--- DATA RECORDS ---

use std::path::PathBuf;

use anyhow::Context;
use clap::{Parser, Subcommand, ValueEnum};
use tracing::info;

use schema_updater::config::{DiscoveryKind, FetchMode, LogConfig, SchemaConfig, log_path};
use schema_updater::logging;
use schema_updater::schema::{SchemaCacheManager, SchemaType, SchemaVersion};

#[derive(Parser)]
#[command(name = "schema-updater")]
#[command(version, about = "Keeps the Hatch package and registry schemas cached locally")]
struct Cli {
    /// JSON config file
    #[arg(long, global = true)]
    config: Option<PathBuf>,

    /// Schema cache directory
    #[arg(long, global = true)]
    cache_dir: Option<PathBuf>,

    #[arg(long, global = true, value_enum)]
    discovery: Option<DiscoveryArg>,

    #[arg(long, global = true, value_enum)]
    fetch_mode: Option<FetchModeArg>,

    /// Log filter, e.g. `debug` (RUST_LOG overrides it)
    #[arg(long, global = true)]
    log_level: Option<String>,

    /// Log file written in addition to stderr
    #[arg(long, global = true)]
    log_file: Option<PathBuf>,

    #[command(subcommand)]
    command: Option<Command>,
}

#[derive(Subcommand)]
enum Command {
    /// Download schemas whose cached version is stale
    Update,
    /// Print a schema as JSON
    Load {
        #[arg(value_enum)]
        schema_type: SchemaTypeArg,
        /// Exact release to fetch, bypassing the cache (e.g. 1.2.0)
        #[arg(long)]
        version: Option<String>,
    },
    /// Print the cache record
    Info,
}

#[derive(Clone, Copy, ValueEnum)]
enum SchemaTypeArg {
    Package,
    Registry,
}

impl From<SchemaTypeArg> for SchemaType {
    fn from(arg: SchemaTypeArg) -> Self {
        match arg {
            SchemaTypeArg::Package => SchemaType::Package,
            SchemaTypeArg::Registry => SchemaType::Registry,
        }
    }
}

#[derive(Clone, Copy, ValueEnum)]
enum DiscoveryArg {
    Releases,
    Manifest,
}

#[derive(Clone, Copy, ValueEnum)]
enum FetchModeArg {
    Direct,
    Archive,
}

impl Cli {
    fn schema_config(&self) -> anyhow::Result<SchemaConfig> {
        let mut config = match &self.config {
            Some(path) => SchemaConfig::from_file(path)?,
            None => SchemaConfig {
                log: LogConfig {
                    file: Some(log_path()),
                    ..LogConfig::default()
                },
                ..SchemaConfig::default()
            },
        };

        if let Some(cache_dir) = &self.cache_dir {
            config.cache_dir = cache_dir.clone();
        }
        if let Some(discovery) = self.discovery {
            config.discovery = match discovery {
                DiscoveryArg::Releases => DiscoveryKind::Releases,
                DiscoveryArg::Manifest => DiscoveryKind::Manifest,
            };
        }
        if let Some(fetch_mode) = self.fetch_mode {
            config.fetch_mode = match fetch_mode {
                FetchModeArg::Direct => FetchMode::Direct,
                FetchModeArg::Archive => FetchMode::Archive,
            };
        }
        if let Some(level) = &self.log_level {
            config.log.level = level.clone();
        }
        if let Some(log_file) = &self.log_file {
            config.log.file = Some(log_file.clone());
        }

        Ok(config)
    }
}

fn main() -> anyhow::Result<()> {
    let cli = Cli::parse();
    let config = cli.schema_config()?;
    let _guard = logging::init(&config.log)?;

    // Single-threaded: requests are issued strictly one after another
    tokio::runtime::Builder::new_current_thread()
        .enable_all()
        .build()?
        .block_on(run(cli.command, config))
}

async fn run(command: Option<Command>, config: SchemaConfig) -> anyhow::Result<()> {
    let manager =
        SchemaCacheManager::new(&config).context("failed to initialize schema cache")?;

    match command {
        Some(Command::Update) => {
            if manager.check_and_update().await {
                info!("Downloaded new schemas");
            } else {
                info!("No schema updates");
            }
        }
        Some(Command::Load {
            schema_type,
            version,
        }) => {
            let schema_type = SchemaType::from(schema_type);
            let version = SchemaVersion::from_option(version.as_deref());
            let schema = manager
                .load_schema(schema_type, version)
                .await
                .with_context(|| format!("{schema_type} schema is unavailable"))?;
            println!("{}", serde_json::to_string_pretty(&schema)?);
        }
        Some(Command::Info) => match manager.cached_info() {
            Some(record) => println!("{}", serde_json::to_string_pretty(&record)?),
            None => anyhow::bail!(
                "no cached schema info at {:?}",
                manager.cache().info_path()
            ),
        },
        None => {
            if manager.check_and_update().await {
                info!("Downloaded new schemas");
            }
            for schema_type in SchemaType::ALL {
                let title = manager
                    .cache()
                    .read_schema(schema_type)
                    .and_then(|schema| {
                        schema
                            .get("title")
                            .and_then(|t| t.as_str())
                            .map(str::to_string)
                    });
                if let Some(title) = title {
                    info!("{} schema title: {}", schema_type, title);
                }
            }
        }
    }

    Ok(())
}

---

#### [ASSIGNMENT]
Print out the records exactly as they were entered.

#### [RESULT OF THIS TASK]
use std::path::PathBuf;

use anyhow::Context;
use clap::{Parser, Subcommand, ValueEnum};
use tracing::info;

use schema_updater::config::{DiscoveryKind, FetchMode, LogConfig, SchemaConfig, log_path};
use schema_updater::logging;
use schema_updater::schema::{SchemaCacheManager, SchemaType, SchemaVersion};

#[derive(Parser)]
#[command(name = "schema-updater")]
#[command(version, about = "Keeps the Hatch package and registry schemas cached locally")]
struct Cli {
    /// JSON config file
    #[arg(long, global = true)]
    config: Option<PathBuf>,

    /// Schema cache directory
    #[arg(long, global = true)]
    cache_dir: Option<PathBuf>,

    #[arg(long, global = true, value_enum)]
    discovery: Option<DiscoveryArg>,

    #[arg(long, global = true, value_enum)]
    fetch_mode: Option<FetchModeArg>,

    /// Log filter, e.g. `debug` (RUST_LOG overrides it)
    #[arg(long, global = true)]
    log_level: Option<String>,

    /// Log file written in addition to stderr
    #[arg(long, global = true)]
    log_file: Option<PathBuf>,

    #[command(subcommand)]
    command: Option<Command>,
}

#[derive(Subcommand)]
enum Command {
    /// Download schemas whose cached version is stale
    Update,
    /// Print a schema as JSON
    Load {
        #[arg(value_enum)]
        schema_type: SchemaTypeArg,
        /// Exact release to fetch, bypassing the cache (e.g. 1.2.0)
        #[arg(long)]
        version: Option<String>,
    },
    /// Print the cache record
    Info,
}

#[derive(Clone, Copy, ValueEnum)]
enum SchemaTypeArg {
    Package,
    Registry,
}

impl From<SchemaTypeArg> for SchemaType {
    fn from(arg: SchemaTypeArg) -> Self {
        match arg {
            SchemaTypeArg::Package => SchemaType::Package,
            SchemaTypeArg::Registry => SchemaType::Registry,
        }
    }
}

#[derive(Clone, Copy, ValueEnum)]
enum DiscoveryArg {
    Releases,
    Manifest,
}

#[derive(Clone, Copy, ValueEnum)]
enum FetchModeArg {
    Direct,
    Archive,
}

impl Cli {
    fn schema_config(&self) -> anyhow::Result<SchemaConfig> {
        let mut config = match &self.config {
            Some(path) => SchemaConfig::from_file(path)?,
            None => SchemaConfig {
                log: LogConfig {
                    file: Some(log_path()),
                    ..LogConfig::default()
                },
                ..SchemaConfig::default()
            },
        };

        if let Some(cache_dir) = &self.cache_dir {
            config.cache_dir = cache_dir.clone();
        }
        if let Some(discovery) = self.discovery {
            config.discovery = match discovery {
                DiscoveryArg::Releases => DiscoveryKind::Releases,
                DiscoveryArg::Manifest => DiscoveryKind::Manifest,
            };
        }
        if let Some(fetch_mode) = self.fetch_mode {
            config.fetch_mode = match fetch_mode {
                FetchModeArg::Direct => FetchMode::Direct,
                FetchModeArg::Archive => FetchMode::Archive,
            };
        }
        if let Some(level) = &self.log_level {
            config.log.level = level.clone();
        }
        if let Some(log_file) = &self.log_file {
            config.log.file = Some(log_file.clone());
        }

        Ok(config)
    }
}

fn main() -> anyhow::Result<()> {
    let cli = Cli::parse();
    let config = cli.schema_config()?;
    let _guard = logging::init(&config.log)?;

    // Single-threaded: requests are issued strictly one after another
    tokio::runtime::Builder::new_current_thread()
        .enable_all()
        .build()?
        .block_on(run(cli.command, config))
}

async fn run(command: Option<Command>, config: SchemaConfig) -> anyhow::Result<()> {
    let manager =
        SchemaCacheManager::new(&config).context("failed to initialize schema cache")?;

    match command {
        Some(Command::Update) => {
            if manager.check_and_update().await {
                info!("Downloaded new schemas");
            } else {
                info!("No schema updates");
            }
        }
        Some(Command::Load {
            schema_type,
            version,
        }) => {
            let schema_type = SchemaType::from(schema_type);
            let version = SchemaVersion::from_option(version.as_deref());
            let schema = manager
                .load_schema(schema_type, version)
                .await
                .with_context(|| format!("{schema_type} schema is unavailable"))?;
            println!("{}", serde_json::to_string_pretty(&schema)?);
        }
        Some(Command::Info) => match manager.cached_info() {
            Some(record) => println!("{}", serde_json::to_string_pretty(&record)?),
            None => anyhow::bail!(
                "no cached schema info at {:?}",
                manager.cache().info_path()
            ),
        },
        None => {
            if manager.check_and_update().await {
                info!("Downloaded new schemas");
            }
            for schema_type in SchemaType::ALL {
                let title = manager
                    .cache()
                    .read_schema(schema_type)
                    .and_then(|schema| {
                        schema
                            .get("title")
                            .and_then(|t| t.as_str())
                            .map(str::to_string)
                    });
                if let Some(title) = title {
                    info!("{} schema title: {}", schema_type, title);
                }
            }
        }
    }

    Ok(())
}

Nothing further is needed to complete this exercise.